Accounting › Country Tax Guides › China Tax
Beyond the RMB 60,000 standard deduction, China lets residents claim special additional deductions that significantly reduce IIT. These cover children’s education, continuing education, serious illness medical costs, housing loan interest or housing rent, elderly support, and infant/toddler care. Each has its own fixed amount or cap, and claiming all you qualify for can meaningfully lower your taxable income.
China’s special additional deductions are among the most valuable tools for reducing Individual Income Tax. Introduced in the 2019 reform, they let residents deduct specific living costs on top of the standard deduction. This guide explains each of the special additional deductions, the amounts involved, how to claim them, and how they fit into the annual IIT calculation.

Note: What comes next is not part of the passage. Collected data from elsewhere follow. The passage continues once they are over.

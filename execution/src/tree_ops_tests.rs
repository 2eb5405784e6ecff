// Copyright 2024 Build Core Contributors.
// Licensed under the Apache License, Version 2.0 (see LICENSE).

use std::path::PathBuf;

use common::{ObjectInfo, ObjectType};
use hashing::HashType;
use store::{Storage, StorageConfig};

use crate::local::{LocalApi, LocalExecutionConfig};
use crate::tree_ops::compute_tree_overlay;
use crate::{ExecutionApi, NamedArtifact};

fn new_api(hash_type: HashType) -> (tempfile::TempDir, LocalApi) {
    let dir = tempfile::TempDir::new().unwrap();
    let config = StorageConfig::builder()
        .build_root(dir.path().to_owned())
        .hash_type(hash_type)
        .build()
        .unwrap();
    let api = LocalApi::new(Storage::new(config), LocalExecutionConfig::default());
    (dir, api)
}

async fn tree_of(api: &LocalApi, files: &[(&str, &str)]) -> ObjectInfo {
    let mut artifacts = vec![];
    for (path, content) in files {
        let digest = api
            .storage()
            .cas()
            .store_blob_bytes(content.as_bytes(), false)
            .await
            .unwrap();
        artifacts.push(NamedArtifact {
            path: PathBuf::from(path),
            info: ObjectInfo::new(digest, ObjectType::File),
        });
    }
    let digest = api.upload_tree(&artifacts).await.unwrap();
    ObjectInfo::new(digest, ObjectType::Tree)
}

async fn entry_names(api: &LocalApi, info: &ObjectInfo) -> Vec<String> {
    api.read_tree_entries(&info.digest)
        .await
        .unwrap()
        .into_iter()
        .map(|entry| entry.name)
        .collect()
}

#[tokio::test]
async fn disjoint_trees_are_unioned() {
    let (_dir, api) = new_api(HashType::Native);
    let base = tree_of(&api, &[("a", "1")]).await;
    let overlay = tree_of(&api, &[("b", "2")]).await;

    let merged = compute_tree_overlay(&api, &base, &overlay, false)
        .await
        .unwrap();
    assert_eq!(entry_names(&api, &merged).await, vec!["a", "b"]);
}

#[tokio::test]
async fn overlay_wins_on_file_conflicts() {
    let (_dir, api) = new_api(HashType::Native);
    let base = tree_of(&api, &[("conflict", "base")]).await;
    let overlay = tree_of(&api, &[("conflict", "overlay")]).await;

    let merged = compute_tree_overlay(&api, &base, &overlay, false)
        .await
        .unwrap();
    let entries = api.read_tree_entries(&merged.digest).await.unwrap();
    let expected = api.hash_function().hash_blob_data(b"overlay");
    assert_eq!(entries[0].digest.hash, expected.hash);
}

#[tokio::test]
async fn nested_trees_are_merged_recursively() {
    let (_dir, api) = new_api(HashType::Native);
    let base = tree_of(&api, &[("dir/a", "1"), ("top", "t")]).await;
    let overlay = tree_of(&api, &[("dir/b", "2")]).await;

    let merged = compute_tree_overlay(&api, &base, &overlay, false)
        .await
        .unwrap();
    assert_eq!(entry_names(&api, &merged).await, vec!["dir", "top"]);

    let entries = api.read_tree_entries(&merged.digest).await.unwrap();
    let dir = entries.iter().find(|entry| entry.name == "dir").unwrap();
    let nested = api.read_tree_entries(&dir.digest).await.unwrap();
    let nested_names: Vec<_> = nested.iter().map(|entry| entry.name.as_str()).collect();
    assert_eq!(nested_names, vec!["a", "b"]);
}

#[tokio::test]
async fn disjoint_overlay_rejects_conflicts() {
    let (_dir, api) = new_api(HashType::Native);
    let base = tree_of(&api, &[("conflict", "base")]).await;
    let overlay = tree_of(&api, &[("conflict", "overlay")]).await;

    let error = compute_tree_overlay(&api, &base, &overlay, true)
        .await
        .unwrap_err();
    assert!(error.contains("Conflict"), "{error}");
}

#[tokio::test]
async fn identical_entries_are_not_conflicts() {
    let (_dir, api) = new_api(HashType::Native);
    let base = tree_of(&api, &[("same", "content"), ("only_base", "x")]).await;
    let overlay = tree_of(&api, &[("same", "content")]).await;

    let merged = compute_tree_overlay(&api, &base, &overlay, true)
        .await
        .unwrap();
    assert_eq!(entry_names(&api, &merged).await, vec!["only_base", "same"]);
}

#[tokio::test]
async fn overlay_identity() {
    let (_dir, api) = new_api(HashType::Compatible);
    let base = tree_of(&api, &[("a", "1")]).await;
    let merged = compute_tree_overlay(&api, &base, &base, true).await.unwrap();
    assert_eq!(merged.digest, base.digest);
}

What are special additional deductions?
Extra IIT deductions for costs like education, housing, healthcare and elderly support.
Who can claim them?
Resident taxpayers with comprehensive income — not non-residents.
How are they claimed?
Through the tax app or employer, with supporting information, and finalized at reconciliation.
What are special additional deductions?
Special additional deductions are categories of personal expense that resident taxpayers can deduct from comprehensive income, over and above the RMB 60,000 standard deduction and the deductions for social security and housing fund. They were introduced in the 2019 IIT reform to better reflect taxpayers’ real living costs and family circumstances, reducing the tax burden on those with children, housing costs or dependents.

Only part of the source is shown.